Directions for this task
Below are entries; print them exactly from the first line through the one containing "pub use traits::Repository;".

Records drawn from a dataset
Segment Open
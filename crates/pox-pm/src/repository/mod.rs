//! Where candidate packages come from: a synchronous `Repository` contract,
//! an inline-JSON repository, the installed-package baseline, and a manager
//! that rolls every repository into a `Pool`.

mod installed;
mod manager;
mod package;
mod traits;

pub use installed::InstalledRepository;
pub use manager::RepositoryManager;
pub use package::PackageRepository;
pub use traits::Repository;
use super::pool::Pool;
use super::rule::{ReasonData, Rule, RuleReason};

/// A single human-readable explanation line contributing to an unsatisfiable request.
#[derive(Debug, Clone)]
pub struct Problem {
    message: String,
    rule_ids: Vec<u32>,
}

impl Problem {
    pub fn new(message: impl Into<String>) -> Self {
        Self {
            message: message.into(),
            rule_ids: Vec::new(),
        }
    }

    pub fn with_message(mut self, message: impl Into<String>) -> Self {
        self.message = message.into();
        self
    }

    /// Appends the rendering of `rule` (resolved against `pool` for names/versions).
    pub fn add_rule_with_pool(&mut self, rule: &Rule, pool: &Pool) {
        self.rule_ids.push(rule.id());
        let rendered = render_rule(rule, pool);
        if self.message.is_empty() {
            self.message = rendered;
        } else {
            self.message.push('\n');
            self.message.push_str(&rendered);
        }
    }

    pub fn message(&self) -> &str {
        &self.message
    }

    pub fn rule_ids(&self) -> &[u32] {
        &self.rule_ids
    }
}

/// The full set of problems blocking a request; rendered together as the
/// `UnsatisfiableRequest` error payload.
#[derive(Debug, Clone, Default)]
pub struct ProblemSet {
    problems: Vec<Problem>,
}

impl ProblemSet {
    pub fn new() -> Self {
        Self::default()
    }

    pub fn add(&mut self, problem: Problem) {
        self.problems.push(problem);
    }

    pub fn is_empty(&self) -> bool {
        self.problems.is_empty()
    }

    pub fn problems(&self) -> &[Problem] {
        &self.problems
    }
}

impl std::fmt::Display for ProblemSet {
    fn fmt(&self, f: &mut std::fmt::Formatter<'_>) -> std::fmt::Result {
        if self.problems.is_empty() {
            return write!(f, "The request could not be solved for an unknown reason.");
        }
        writeln!(f, "Your requirements could not be resolved to an installable set of packages.")?;
        for (idx, problem) in self.problems.iter().enumerate() {
            writeln!(f, "  Problem {}", idx + 1)?;
            for line in problem.message().lines() {
                writeln!(f, "    - {line}")?;
            }
        }
        Ok(())
    }
}

fn render_rule(rule: &Rule, pool: &Pool) -> String {
    let literals: Vec<String> = rule
        .literals()
        .iter()
        .map(|&l| {
            let name = pool.pretty_string(l.abs());
            if l > 0 {
                name
            } else {
                format!("not {name}")
            }
        })
        .collect();

    match (rule.reason(), rule.reason_data()) {
        (RuleReason::JobInstall, _) => {
            format!("Install command rule ({})", literals.join(" | "))
        }
        (RuleReason::JobRemove, _) => {
            format!("Remove command rule ({})", literals.join(" | "))
        }
        (RuleReason::PackageConflict, _) => {
            if literals.len() == 2 {
                format!("{} conflicts with {}.", literals[0], literals[1])
            } else {
                format!("Conflict rule ({})", literals.join(" | "))
            }
        }
        (RuleReason::PackageRequires, ReasonData::Link(link)) => {
            let target = &link.target;
            let constraint = link.pretty_constraint();
            if target.starts_with("ext-") {
                format!(
                    "{} requires PHP extension {target} {constraint} -> the requested extension is missing or has the wrong version.",
                    link.source
                )
            } else if target.starts_with("lib-") {
                format!(
                    "{} requires library {target} {constraint} -> the requested linked library is missing or has the wrong version.",
                    link.source
                )
            } else if rule.literals().len() <= 1 {
                format!("{} requires {target} {constraint} -> no matching package found.", link.source)
            } else {
                format!(
                    "{} requires {target} {constraint} -> satisfiable by {}.",
                    link.source,
                    literals[1..].join(", ")
                )
            }
        }
        (RuleReason::PackageRequires, _) => format!("Requires rule ({})", literals.join(" | ")),
        (RuleReason::PackageSameName, _) => {
            format!("Can only install one of: {}.", literals.join(", "))
        }
        (RuleReason::Learned, _) => format!("Conclusion: {}", literals.join(" | ")),
        _ => format!("({})", literals.join(" | ")),
    }
}

#[cfg(test)]
mod tests {
    use super::*;
    use crate::package::Package;

    #[test]
    fn same_name_problem_lists_all_literals() {
        let mut pool = Pool::new();
        let a = pool.add_package_from_repo(Package::new("vendor/lib", "1.0.0.0"), 0);
        let b = pool.add_package_from_repo(Package::new("vendor/lib", "2.0.0.0"), 0);
        let rule = Rule::same_name(vec![a, b]);
        let mut problem = Problem::new("");
        problem.add_rule_with_pool(&rule, &pool);
        assert!(problem.message().contains("Can only install one of"));
    }
}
Segment Closed
Reply to the task
filename crates/pox-pm/src/repository/mod.rs
//! Where candidate packages come from: a synchronous `Repository` contract,
//! an inline-JSON repository, the installed-package baseline, and a manager
//! that rolls every repository into a `Pool`.

mod installed;
mod manager;
mod package;
mod traits;

pub use installed::InstalledRepository;
pub use manager::RepositoryManager;
pub use package::PackageRepository;
pub use traits::Repository;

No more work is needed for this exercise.